§ **Your assignment**
All entries, exactly as written, should be output again.

§ **Materials provided**
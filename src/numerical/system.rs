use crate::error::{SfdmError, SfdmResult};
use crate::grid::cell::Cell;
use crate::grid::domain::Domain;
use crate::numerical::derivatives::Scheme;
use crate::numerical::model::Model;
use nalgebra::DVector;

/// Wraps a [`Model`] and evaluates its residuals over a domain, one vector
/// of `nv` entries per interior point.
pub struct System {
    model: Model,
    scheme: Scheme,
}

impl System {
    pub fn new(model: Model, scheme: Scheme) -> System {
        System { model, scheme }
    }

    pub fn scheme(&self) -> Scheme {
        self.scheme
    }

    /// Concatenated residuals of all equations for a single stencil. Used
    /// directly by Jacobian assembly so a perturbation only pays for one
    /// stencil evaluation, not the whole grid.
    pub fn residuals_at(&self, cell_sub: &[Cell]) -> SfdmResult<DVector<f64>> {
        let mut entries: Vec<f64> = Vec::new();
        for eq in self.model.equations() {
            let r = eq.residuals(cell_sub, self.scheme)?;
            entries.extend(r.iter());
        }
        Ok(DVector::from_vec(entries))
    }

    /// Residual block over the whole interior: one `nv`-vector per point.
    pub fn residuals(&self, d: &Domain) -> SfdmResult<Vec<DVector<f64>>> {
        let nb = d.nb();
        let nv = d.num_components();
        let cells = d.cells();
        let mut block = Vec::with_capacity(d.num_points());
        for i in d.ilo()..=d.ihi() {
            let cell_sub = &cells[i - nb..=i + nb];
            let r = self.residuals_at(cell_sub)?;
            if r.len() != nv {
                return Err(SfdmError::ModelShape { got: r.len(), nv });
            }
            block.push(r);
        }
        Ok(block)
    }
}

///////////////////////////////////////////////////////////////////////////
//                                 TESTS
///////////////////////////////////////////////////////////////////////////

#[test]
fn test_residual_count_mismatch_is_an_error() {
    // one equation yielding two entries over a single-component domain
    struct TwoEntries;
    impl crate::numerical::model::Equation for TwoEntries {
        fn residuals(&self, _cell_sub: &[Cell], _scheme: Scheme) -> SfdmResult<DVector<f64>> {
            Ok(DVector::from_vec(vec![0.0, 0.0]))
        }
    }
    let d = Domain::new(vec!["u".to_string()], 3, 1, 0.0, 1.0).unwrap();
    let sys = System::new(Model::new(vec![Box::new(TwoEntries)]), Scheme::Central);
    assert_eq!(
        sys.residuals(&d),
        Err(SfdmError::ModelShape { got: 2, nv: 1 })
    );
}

§ **Solution for this task**
filename src/numerical/system.rs
use crate::error::{SfdmError, SfdmResult};
use crate::grid::cell::Cell;
use crate::grid::domain::Domain;
use crate::numerical::derivatives::Scheme;
use crate::numerical::model::Model;
use nalgebra::DVector;

/// Wraps a [`Model`] and evaluates its residuals over a domain, one vector
/// of `nv` entries per interior point.
pub struct System {
    model: Model,
    scheme: Scheme,
}

impl System {
    pub fn new(model: Model, scheme: Scheme) -> System {
        System { model, scheme }
    }

    pub fn scheme(&self) -> Scheme {
        self.scheme
    }

    /// Concatenated residuals of all equations for a single stencil. Used
    /// directly by Jacobian assembly so a perturbation only pays for one
    /// stencil evaluation, not the whole grid.
    pub fn residuals_at(&self, cell_sub: &[Cell]) -> SfdmResult<DVector<f64>> {
        let mut entries: Vec<f64> = Vec::new();
        for eq in self.model.equations() {
            let r = eq.residuals(cell_sub, self.scheme)?;
            entries.extend(r.iter());
        }
        Ok(DVector::from_vec(entries))
    }

    /// Residual block over the whole interior: one `nv`-vector per point.
    pub fn residuals(&self, d: &Domain) -> SfdmResult<Vec<DVector<f64>>> {
        let nb = d.nb();
        let nv = d.num_components();
        let cells = d.cells();
        let mut block = Vec::with_capacity(d.num_points());
        for i in d.ilo()..=d.ihi() {
            let cell_sub = &cells[i - nb..=i + nb];
            let r = self.residuals_at(cell_sub)?;
            if r.len() != nv {
                return Err(SfdmError::ModelShape { got: r.len(), nv });
            }
            block.push(r);
        }
        Ok(block)
    }
}

///////////////////////////////////////////////////////////////////////////
//                                 TESTS
///////////////////////////////////////////////////////////////////////////

#[test]
fn test_residual_count_mismatch_is_an_error() {
    // one equation yielding two entries over a single-component domain
    struct TwoEntries;
    impl crate::numerical::model::Equation for TwoEntries {
        fn residuals(&self, _cell_sub: &[Cell], _scheme: Scheme) -> SfdmResult<DVector<f64>> {
            Ok(DVector::from_vec(vec![0.0, 0.0]))
        }
    }
    let d = Domain::new(vec!["u".to_string()], 3, 1, 0.0, 1.0).unwrap();
    let sys = System::new(Model::new(vec![Box::new(TwoEntries)]), Scheme::Central);
    assert_eq!(
        sys.residuals(&d),
        Err(SfdmError::ModelShape { got: 2, nv: 1 })
    );
}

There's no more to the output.